After counting the lines below that contain "Returns", reply with that number alone.
◇ ◇ ◇ ◇
impl LoaderConfig {
    /// Loads configuration from a file path.
    ///
    /// # Errors
    ///
    /// Returns an error if the file cannot be read or parsed.
    pub fn load_from_file(path: &Path) -> Result<Self> {
        let contents = std::fs::read_to_string(path).map_err(|e| Error::Io {
            operation: "read_config_file".to_string(),
            path: path.display().to_string(),
            cause: e.to_string(),
        })?;

        let file: ConfigFile = toml::from_str(&contents).map_err(|e| Error::OperationFailed {
            operation: "parse_config_file".to_string(),
            cause: e.to_string(),
        })?;

        Self::from_config_file(file)
    }

    /// Loads configuration from the default location.
    ///
    /// Checks the following paths in order:
    /// 1. Platform-specific config dir (`~/.config/healthcare-loader/` on Linux)
    /// 2. `~/.config/healthcare-loader/` for Unix compatibility on other platforms
    ///
    /// Returns default configuration if no config file is found.
    #[must_use]
    pub fn load_default() -> Self {
        let Some(base_dirs) = directories::BaseDirs::new() else {
            return Self::default();
        };

        let platform_config = base_dirs.config_dir().join(APP_NAME).join("config.toml");
        let xdg_config = base_dirs
            .home_dir()
            .join(".config")
            .join(APP_NAME)
            .join("config.toml");

        for candidate in [platform_config, xdg_config] {
            if !candidate.exists() {
                continue;
            }
            match Self::load_from_file(&candidate) {
                Ok(config) => return config,
                Err(e) => {
                    tracing::warn!(path = %candidate.display(), error = %e, "Ignoring unreadable config file");
                },
            }
        }

        Self::default()
    }

    /// Resolves the configuration for a run.
    ///
    /// An explicit path (from `--config`) wins over `HEALTHCARE_LOADER_CONFIG`;
    /// without either the default locations are searched. Environment
    /// overrides are applied last.
    ///
    /// # Errors
    ///
    /// Returns an error if an explicitly named file cannot be loaded.
    pub fn resolve(explicit: Option<&Path>) -> Result<Self> {
        Self::resolve_with(explicit, |key| std::env::var(key).ok())
    }

    /// Same as [`resolve`](Self::resolve) with a custom environment lookup.
    ///
    /// # Errors
    ///
    /// Returns an error if an explicitly named file cannot be loaded or an
    /// override is invalid.
    pub fn resolve_with(
        explicit: Option<&Path>,
        lookup: impl Fn(&str) -> Option<String>,
    ) -> Result<Self> {
        let from_env = lookup(CONFIG_PATH_ENV).filter(|v| !v.trim().is_empty());
        let config = match (explicit, from_env) {
            (Some(path), _) => Self::load_from_file(path)?,
            (None, Some(path)) => Self::load_from_file(Path::new(&path))?,
            (None, None) => Self::load_default(),
        };
        config.with_env_overrides(lookup)
    }

    /// Applies `HEALTHCARE_LOADER_*` overrides read through `lookup`.
    ///
    /// # Errors
    ///
    /// Returns an error if an overridden collection name is blank.
    pub fn with_env_overrides(mut self, lookup: impl Fn(&str) -> Option<String>) -> Result<Self> {
        if let Some(database) = lookup(DATABASE_ENV).filter(|v| !v.trim().is_empty()) {
            self.database = PathBuf::from(database);
        }
        if let Some(collection) = lookup(COLLECTION_ENV) {
            self = self.with_collection(collection)?;
        }
        if let Some(format) = lookup(LOG_FORMAT_ENV) {
            self.logging.format = LogFormat::parse(&format);
        }
        Ok(self)
    }

    /// Converts a `ConfigFile` to `LoaderConfig`.
    fn from_config_file(file: ConfigFile) -> Result<Self> {
        let mut config = Self::default();

        if let Some(database) = file.database {
            config.database = PathBuf::from(database);
        }
        if let Some(collection) = file.collection {
            config = config.with_collection(collection)?;
        }
        if let Some(delimiter) = file.delimiter {
            config.delimiter = parse_delimiter(&delimiter)?;
        }
        if let Some(mode) = file.replace_mode {
            config.replace_mode = mode;
        }
        if let Some(reject) = file.reject_duplicates {
            config.reject_duplicates = reject;
        }
        if let Some(logging) = file.logging {
            if let Some(format) = logging.format {
                config.logging.format = format;
            }
            config.logging.level = logging.level;
            config.logging.file = logging.file.map(PathBuf::from);
        }

        Ok(config)
    }

    /// Sets the database path.
    #[must_use]
    pub fn with_database(mut self, path: impl Into<PathBuf>) -> Self {
        self.database = path.into();
        self
    }

    /// Sets the collection name.
    ///
    /// # Errors
    ///
    /// Returns [`Error::InvalidInput`] if the name is blank.
    pub fn with_collection(mut self, collection: impl Into<String>) -> Result<Self> {
        let collection = collection.into();
        if collection.trim().is_empty() {
            return Err(Error::InvalidInput(
                "collection name cannot be empty".to_string(),
            ));
        }
        self.collection = collection.trim().to_string();
        Ok(self)
    }

    /// Sets the replace mode.
    #[must_use]
    pub const fn with_replace_mode(mut self, mode: ReplaceMode) -> Self {
        self.replace_mode = mode;
        self
    }
}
◇ ◇ ◇ ◇
Answer below: 6